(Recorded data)
■ ■ ■ ■
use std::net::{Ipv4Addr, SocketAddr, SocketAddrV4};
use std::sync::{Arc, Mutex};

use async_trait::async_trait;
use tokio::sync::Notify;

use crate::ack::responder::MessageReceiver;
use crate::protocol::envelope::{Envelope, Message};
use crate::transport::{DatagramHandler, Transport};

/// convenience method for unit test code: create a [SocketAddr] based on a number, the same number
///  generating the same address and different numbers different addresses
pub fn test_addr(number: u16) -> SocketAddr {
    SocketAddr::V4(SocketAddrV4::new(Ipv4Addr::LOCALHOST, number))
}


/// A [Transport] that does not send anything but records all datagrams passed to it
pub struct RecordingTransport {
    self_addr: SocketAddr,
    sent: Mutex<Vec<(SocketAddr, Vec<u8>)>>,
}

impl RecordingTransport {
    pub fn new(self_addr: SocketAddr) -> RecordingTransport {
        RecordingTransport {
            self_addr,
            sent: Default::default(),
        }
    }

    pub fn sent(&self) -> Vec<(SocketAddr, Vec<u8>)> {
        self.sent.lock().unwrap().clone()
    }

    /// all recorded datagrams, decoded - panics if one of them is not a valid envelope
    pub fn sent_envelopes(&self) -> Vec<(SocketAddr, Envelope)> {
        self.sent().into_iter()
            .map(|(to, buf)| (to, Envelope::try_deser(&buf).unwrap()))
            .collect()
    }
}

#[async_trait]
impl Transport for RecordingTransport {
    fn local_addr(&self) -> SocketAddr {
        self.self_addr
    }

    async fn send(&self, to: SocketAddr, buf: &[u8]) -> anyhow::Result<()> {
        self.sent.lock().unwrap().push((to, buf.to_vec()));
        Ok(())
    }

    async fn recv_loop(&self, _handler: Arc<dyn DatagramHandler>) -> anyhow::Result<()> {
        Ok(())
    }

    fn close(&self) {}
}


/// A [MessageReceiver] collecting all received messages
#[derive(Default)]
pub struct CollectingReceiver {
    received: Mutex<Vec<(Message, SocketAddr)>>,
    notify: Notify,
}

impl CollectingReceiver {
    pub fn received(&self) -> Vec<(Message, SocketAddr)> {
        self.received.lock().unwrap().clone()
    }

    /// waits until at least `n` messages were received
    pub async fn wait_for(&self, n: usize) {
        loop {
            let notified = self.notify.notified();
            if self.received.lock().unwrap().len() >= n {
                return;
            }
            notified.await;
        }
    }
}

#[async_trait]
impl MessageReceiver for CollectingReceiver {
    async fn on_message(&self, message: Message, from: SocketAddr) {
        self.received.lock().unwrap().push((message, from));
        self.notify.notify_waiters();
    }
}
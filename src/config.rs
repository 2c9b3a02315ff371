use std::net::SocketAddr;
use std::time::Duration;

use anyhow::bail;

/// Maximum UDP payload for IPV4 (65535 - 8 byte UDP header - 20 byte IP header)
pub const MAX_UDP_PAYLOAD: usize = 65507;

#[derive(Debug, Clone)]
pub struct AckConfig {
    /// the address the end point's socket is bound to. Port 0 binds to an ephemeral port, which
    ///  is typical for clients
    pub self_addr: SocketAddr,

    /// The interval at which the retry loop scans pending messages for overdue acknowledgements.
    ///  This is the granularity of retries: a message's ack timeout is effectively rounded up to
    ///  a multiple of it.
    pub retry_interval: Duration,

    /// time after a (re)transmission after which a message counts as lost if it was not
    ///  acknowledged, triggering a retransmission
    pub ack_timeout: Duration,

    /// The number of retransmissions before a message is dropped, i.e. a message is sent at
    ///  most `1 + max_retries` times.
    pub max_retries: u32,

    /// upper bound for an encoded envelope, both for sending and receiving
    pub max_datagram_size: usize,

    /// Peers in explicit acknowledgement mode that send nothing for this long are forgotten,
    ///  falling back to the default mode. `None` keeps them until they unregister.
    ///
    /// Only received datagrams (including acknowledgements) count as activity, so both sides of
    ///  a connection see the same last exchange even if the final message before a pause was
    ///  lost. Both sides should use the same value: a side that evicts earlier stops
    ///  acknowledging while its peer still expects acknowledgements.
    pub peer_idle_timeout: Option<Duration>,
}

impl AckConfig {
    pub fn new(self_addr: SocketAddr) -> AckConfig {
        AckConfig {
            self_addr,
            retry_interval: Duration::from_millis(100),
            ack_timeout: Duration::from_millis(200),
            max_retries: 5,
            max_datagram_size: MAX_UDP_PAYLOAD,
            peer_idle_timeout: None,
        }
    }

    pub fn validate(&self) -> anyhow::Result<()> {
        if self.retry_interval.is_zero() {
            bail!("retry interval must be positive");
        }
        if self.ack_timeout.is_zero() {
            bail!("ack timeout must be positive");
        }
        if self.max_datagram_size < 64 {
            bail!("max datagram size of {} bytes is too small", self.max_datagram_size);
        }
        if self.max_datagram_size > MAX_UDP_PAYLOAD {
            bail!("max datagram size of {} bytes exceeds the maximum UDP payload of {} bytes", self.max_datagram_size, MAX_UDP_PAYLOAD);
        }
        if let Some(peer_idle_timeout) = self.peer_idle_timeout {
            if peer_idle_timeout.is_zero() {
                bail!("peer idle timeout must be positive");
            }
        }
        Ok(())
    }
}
■ ■ ■ ■
**EXERCISE**. If a line in the records contains the string "crate", include it in the count; report that count alone.

**RESULT FOR THIS TASK**. 3